* Assigned task *
Search the records for the word "needed" and report each line that has it.

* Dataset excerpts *
▬▬▬▬▬▬

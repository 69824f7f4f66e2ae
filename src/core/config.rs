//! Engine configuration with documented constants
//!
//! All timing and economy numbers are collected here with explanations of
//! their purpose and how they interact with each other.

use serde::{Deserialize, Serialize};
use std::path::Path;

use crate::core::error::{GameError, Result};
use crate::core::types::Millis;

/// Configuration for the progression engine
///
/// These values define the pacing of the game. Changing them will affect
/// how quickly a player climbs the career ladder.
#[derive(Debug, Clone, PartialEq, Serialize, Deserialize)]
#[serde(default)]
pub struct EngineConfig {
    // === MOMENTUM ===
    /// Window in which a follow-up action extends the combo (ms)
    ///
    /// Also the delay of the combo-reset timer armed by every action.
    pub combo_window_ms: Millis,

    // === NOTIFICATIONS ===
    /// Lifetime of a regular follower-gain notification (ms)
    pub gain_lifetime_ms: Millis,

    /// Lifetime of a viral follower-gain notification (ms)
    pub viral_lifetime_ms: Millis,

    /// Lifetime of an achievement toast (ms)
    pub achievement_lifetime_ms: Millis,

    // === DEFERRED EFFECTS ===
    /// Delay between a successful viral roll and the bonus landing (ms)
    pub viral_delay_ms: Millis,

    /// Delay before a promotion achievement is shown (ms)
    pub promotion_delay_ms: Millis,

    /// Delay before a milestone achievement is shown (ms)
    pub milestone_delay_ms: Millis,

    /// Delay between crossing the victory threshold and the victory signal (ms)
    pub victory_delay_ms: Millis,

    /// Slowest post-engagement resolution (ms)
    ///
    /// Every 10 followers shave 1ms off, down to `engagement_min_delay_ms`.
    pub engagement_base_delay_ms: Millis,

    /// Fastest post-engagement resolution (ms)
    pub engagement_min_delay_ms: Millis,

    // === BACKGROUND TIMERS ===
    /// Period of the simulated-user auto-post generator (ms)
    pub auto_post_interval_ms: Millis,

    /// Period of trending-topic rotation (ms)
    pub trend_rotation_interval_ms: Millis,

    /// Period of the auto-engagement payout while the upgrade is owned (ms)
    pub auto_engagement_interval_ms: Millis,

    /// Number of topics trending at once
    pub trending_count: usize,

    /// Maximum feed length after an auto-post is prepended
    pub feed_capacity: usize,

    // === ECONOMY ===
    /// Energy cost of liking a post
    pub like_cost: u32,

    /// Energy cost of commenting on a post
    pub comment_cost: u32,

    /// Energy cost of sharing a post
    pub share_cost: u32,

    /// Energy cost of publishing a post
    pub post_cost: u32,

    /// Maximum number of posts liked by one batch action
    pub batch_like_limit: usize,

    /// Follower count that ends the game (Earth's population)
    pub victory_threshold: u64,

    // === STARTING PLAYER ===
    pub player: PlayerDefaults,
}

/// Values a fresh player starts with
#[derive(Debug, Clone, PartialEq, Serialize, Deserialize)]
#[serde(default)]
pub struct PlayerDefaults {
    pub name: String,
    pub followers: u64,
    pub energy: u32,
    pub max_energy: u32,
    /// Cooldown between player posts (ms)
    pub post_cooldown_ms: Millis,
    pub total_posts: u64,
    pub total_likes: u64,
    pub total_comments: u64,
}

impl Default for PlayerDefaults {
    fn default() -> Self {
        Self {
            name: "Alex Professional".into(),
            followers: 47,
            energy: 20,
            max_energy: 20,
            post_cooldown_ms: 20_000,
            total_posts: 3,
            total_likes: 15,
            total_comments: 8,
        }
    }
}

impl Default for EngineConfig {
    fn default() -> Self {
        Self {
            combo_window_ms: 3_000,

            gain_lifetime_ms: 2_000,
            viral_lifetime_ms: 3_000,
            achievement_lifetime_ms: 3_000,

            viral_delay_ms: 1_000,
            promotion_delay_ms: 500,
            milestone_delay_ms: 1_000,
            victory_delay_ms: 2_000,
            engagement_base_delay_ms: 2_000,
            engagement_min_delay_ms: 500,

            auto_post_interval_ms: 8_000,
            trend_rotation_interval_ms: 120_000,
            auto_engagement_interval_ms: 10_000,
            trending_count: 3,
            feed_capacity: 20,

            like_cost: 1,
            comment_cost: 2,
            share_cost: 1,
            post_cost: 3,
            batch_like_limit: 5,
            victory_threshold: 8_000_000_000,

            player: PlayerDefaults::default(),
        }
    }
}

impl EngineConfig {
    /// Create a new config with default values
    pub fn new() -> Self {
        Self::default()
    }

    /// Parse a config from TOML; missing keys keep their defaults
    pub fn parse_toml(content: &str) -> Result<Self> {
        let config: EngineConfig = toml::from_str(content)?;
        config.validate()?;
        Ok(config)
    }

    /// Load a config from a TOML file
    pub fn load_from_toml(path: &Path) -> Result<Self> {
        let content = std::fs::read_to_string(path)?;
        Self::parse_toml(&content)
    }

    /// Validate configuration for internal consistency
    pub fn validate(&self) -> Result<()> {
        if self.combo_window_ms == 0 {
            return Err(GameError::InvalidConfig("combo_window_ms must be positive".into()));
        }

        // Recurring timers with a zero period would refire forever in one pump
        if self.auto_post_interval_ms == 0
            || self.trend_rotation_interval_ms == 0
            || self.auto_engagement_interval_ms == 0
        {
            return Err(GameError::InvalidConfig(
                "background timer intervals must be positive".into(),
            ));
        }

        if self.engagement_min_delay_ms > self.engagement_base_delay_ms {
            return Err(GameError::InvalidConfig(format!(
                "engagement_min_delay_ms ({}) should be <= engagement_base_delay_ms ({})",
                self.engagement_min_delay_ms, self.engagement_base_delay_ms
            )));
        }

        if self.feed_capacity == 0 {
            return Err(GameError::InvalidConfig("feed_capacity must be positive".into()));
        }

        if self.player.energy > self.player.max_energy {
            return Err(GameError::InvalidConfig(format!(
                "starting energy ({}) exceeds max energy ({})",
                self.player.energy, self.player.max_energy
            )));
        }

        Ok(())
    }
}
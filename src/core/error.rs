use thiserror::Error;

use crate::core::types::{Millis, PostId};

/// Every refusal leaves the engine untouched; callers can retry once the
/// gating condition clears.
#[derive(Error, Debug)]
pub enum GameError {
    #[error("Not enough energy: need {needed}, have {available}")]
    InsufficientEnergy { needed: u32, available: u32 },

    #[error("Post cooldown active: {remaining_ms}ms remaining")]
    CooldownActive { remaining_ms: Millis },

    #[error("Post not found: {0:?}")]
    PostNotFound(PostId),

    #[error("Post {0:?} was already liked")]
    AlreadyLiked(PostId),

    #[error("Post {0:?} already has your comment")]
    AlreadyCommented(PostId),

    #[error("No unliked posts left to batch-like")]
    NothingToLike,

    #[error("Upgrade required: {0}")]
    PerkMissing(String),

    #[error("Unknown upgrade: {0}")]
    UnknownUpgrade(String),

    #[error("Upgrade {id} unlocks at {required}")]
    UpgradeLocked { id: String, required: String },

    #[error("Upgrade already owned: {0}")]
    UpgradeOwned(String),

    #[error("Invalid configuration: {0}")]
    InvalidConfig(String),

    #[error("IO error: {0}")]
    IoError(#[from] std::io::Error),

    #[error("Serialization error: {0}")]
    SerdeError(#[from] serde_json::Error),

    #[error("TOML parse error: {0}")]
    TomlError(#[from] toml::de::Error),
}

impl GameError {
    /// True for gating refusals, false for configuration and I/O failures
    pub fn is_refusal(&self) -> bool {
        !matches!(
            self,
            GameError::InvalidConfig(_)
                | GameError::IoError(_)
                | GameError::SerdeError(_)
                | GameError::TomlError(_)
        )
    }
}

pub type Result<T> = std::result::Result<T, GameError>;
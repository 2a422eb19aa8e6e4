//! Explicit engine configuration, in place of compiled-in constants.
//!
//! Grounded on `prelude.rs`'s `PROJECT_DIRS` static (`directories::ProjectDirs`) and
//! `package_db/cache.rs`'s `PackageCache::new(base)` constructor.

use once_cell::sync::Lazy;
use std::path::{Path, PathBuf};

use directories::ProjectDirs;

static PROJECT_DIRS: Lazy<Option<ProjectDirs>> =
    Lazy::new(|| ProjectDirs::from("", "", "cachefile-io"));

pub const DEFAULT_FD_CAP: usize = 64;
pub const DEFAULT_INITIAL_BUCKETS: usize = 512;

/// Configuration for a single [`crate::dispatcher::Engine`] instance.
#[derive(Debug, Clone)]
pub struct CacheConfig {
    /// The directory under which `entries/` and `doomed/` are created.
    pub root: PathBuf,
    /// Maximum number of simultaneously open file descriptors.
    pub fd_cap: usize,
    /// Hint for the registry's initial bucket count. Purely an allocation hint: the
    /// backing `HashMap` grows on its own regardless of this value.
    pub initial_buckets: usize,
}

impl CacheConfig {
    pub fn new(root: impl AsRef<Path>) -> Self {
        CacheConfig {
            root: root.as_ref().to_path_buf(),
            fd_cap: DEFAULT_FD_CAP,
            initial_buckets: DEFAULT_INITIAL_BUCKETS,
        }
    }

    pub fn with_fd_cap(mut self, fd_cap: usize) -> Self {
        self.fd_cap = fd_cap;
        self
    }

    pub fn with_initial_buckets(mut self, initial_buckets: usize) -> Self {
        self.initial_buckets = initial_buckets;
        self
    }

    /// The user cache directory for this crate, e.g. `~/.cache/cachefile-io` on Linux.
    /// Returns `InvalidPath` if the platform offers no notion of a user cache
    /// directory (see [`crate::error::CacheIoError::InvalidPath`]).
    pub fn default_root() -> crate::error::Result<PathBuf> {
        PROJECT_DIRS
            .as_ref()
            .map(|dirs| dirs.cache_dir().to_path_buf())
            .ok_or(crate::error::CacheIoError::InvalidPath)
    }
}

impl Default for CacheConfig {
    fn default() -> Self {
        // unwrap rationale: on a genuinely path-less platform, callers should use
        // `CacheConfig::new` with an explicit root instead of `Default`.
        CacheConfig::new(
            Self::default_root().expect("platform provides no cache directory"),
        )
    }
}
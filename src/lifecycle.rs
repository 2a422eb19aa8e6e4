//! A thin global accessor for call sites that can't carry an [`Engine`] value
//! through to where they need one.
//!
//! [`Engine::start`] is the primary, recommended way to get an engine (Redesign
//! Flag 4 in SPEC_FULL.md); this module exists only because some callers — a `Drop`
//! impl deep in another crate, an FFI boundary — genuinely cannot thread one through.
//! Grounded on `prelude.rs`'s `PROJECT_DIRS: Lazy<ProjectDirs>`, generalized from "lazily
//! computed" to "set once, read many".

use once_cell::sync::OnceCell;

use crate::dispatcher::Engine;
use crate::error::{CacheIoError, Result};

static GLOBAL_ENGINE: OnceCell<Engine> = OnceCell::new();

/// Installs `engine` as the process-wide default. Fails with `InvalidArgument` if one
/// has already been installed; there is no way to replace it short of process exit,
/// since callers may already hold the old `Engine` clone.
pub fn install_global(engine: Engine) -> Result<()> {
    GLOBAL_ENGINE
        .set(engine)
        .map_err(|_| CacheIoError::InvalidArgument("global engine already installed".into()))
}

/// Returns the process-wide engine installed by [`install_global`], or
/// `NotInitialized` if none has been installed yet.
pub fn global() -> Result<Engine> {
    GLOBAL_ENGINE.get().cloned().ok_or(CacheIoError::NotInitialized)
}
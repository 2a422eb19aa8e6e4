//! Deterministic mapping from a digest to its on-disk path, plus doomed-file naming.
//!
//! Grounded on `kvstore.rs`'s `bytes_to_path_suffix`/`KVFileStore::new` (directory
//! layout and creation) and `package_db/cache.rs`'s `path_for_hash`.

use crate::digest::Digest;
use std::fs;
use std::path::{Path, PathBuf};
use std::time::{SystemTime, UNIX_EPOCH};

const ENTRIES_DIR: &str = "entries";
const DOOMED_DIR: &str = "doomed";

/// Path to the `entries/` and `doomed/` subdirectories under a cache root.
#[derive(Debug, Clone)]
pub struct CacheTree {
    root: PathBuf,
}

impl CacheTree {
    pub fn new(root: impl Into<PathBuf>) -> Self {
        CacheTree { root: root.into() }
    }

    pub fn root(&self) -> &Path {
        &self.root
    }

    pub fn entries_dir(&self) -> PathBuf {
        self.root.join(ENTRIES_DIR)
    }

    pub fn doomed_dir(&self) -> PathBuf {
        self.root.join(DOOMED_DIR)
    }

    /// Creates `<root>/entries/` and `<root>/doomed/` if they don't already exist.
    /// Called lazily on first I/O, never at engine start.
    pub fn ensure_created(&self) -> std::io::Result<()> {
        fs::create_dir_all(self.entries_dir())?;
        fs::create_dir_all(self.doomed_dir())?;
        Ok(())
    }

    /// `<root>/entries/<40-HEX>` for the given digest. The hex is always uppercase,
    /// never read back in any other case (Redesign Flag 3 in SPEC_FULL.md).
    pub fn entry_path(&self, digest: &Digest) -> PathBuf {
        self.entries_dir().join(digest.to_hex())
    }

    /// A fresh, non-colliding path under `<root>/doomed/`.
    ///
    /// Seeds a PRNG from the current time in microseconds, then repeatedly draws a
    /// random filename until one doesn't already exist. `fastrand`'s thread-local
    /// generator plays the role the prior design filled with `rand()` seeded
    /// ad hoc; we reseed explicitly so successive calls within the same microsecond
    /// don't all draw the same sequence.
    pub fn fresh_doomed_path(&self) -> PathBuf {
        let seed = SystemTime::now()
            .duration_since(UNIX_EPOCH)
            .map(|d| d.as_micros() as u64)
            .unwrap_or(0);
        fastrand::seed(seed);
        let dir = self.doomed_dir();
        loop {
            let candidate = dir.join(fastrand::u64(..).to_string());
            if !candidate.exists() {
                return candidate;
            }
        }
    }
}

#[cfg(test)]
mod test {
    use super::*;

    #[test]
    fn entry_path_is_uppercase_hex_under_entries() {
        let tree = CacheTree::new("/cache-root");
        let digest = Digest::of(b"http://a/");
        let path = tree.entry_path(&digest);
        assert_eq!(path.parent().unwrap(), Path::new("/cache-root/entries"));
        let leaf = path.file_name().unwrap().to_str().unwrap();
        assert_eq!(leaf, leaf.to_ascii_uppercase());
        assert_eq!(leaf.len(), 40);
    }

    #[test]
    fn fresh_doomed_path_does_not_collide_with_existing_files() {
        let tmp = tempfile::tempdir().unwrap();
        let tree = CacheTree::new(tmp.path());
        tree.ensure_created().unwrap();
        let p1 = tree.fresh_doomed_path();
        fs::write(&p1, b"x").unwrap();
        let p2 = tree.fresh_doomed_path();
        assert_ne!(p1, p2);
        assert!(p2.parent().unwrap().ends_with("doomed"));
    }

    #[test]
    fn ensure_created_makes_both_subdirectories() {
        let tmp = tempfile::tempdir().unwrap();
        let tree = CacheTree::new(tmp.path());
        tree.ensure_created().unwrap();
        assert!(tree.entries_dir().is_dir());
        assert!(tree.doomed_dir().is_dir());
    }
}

▬▬▬▬▬▬

* Result of this task *
    #[error("Not enough energy: need {needed}, have {available}")]
    InsufficientEnergy { needed: u32, available: u32 },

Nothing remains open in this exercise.